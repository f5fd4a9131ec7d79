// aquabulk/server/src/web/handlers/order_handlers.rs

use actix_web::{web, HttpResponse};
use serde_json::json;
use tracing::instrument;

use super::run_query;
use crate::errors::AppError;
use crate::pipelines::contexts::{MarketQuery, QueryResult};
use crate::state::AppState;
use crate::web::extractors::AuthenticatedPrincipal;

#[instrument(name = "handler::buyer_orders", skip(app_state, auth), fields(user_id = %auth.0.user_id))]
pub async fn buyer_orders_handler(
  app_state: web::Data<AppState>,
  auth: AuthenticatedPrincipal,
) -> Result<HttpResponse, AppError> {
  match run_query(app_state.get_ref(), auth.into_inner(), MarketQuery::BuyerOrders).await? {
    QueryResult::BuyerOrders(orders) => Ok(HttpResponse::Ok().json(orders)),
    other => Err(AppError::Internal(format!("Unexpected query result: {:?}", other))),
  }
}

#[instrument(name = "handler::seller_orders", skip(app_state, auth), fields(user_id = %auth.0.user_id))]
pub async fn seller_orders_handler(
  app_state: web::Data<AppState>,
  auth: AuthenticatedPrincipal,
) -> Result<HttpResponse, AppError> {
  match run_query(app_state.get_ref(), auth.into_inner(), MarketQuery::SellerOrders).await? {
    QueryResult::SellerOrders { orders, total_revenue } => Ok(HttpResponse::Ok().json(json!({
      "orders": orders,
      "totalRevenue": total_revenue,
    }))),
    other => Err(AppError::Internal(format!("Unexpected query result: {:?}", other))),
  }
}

-------

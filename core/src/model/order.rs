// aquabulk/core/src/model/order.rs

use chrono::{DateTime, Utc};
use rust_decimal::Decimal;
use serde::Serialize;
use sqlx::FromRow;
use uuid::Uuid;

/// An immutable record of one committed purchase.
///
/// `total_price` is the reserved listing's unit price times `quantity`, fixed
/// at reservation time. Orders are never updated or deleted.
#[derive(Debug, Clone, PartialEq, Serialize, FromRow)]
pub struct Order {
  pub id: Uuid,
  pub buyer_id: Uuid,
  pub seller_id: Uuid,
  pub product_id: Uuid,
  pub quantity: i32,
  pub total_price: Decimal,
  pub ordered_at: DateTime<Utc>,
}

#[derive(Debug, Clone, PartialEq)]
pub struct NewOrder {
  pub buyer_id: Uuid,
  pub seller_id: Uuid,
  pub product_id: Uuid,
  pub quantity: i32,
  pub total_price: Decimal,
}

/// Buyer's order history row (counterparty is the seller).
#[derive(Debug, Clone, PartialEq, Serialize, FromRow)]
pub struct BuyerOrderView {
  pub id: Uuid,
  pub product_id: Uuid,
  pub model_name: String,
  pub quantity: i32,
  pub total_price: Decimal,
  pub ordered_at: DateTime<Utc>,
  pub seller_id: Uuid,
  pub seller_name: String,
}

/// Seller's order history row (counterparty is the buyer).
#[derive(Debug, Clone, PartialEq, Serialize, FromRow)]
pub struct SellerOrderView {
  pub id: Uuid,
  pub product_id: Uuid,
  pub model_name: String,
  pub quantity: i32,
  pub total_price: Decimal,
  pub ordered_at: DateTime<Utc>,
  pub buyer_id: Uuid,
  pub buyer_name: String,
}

-------

Task goal ▸ Please transcribe only the lines in the records above running from the line that has "use sqlx::FromRow;" through the line that has "is the buyer).", both included, exactly as they appear.

Finished task ▸
use sqlx::FromRow;
use uuid::Uuid;

/// An immutable record of one committed purchase.
///
/// `total_price` is the reserved listing's unit price times `quantity`, fixed
/// at reservation time. Orders are never updated or deleted.
#[derive(Debug, Clone, PartialEq, Serialize, FromRow)]
pub struct Order {
  pub id: Uuid,
  pub buyer_id: Uuid,
  pub seller_id: Uuid,
  pub product_id: Uuid,
  pub quantity: i32,
  pub total_price: Decimal,
  pub ordered_at: DateTime<Utc>,
}

#[derive(Debug, Clone, PartialEq)]
pub struct NewOrder {
  pub buyer_id: Uuid,
  pub seller_id: Uuid,
  pub product_id: Uuid,
  pub quantity: i32,
  pub total_price: Decimal,
}

/// Buyer's order history row (counterparty is the seller).
#[derive(Debug, Clone, PartialEq, Serialize, FromRow)]
pub struct BuyerOrderView {
  pub id: Uuid,
  pub product_id: Uuid,
  pub model_name: String,
  pub quantity: i32,
  pub total_price: Decimal,
  pub ordered_at: DateTime<Utc>,
  pub seller_id: Uuid,
  pub seller_name: String,
}

/// Seller's order history row (counterparty is the buyer).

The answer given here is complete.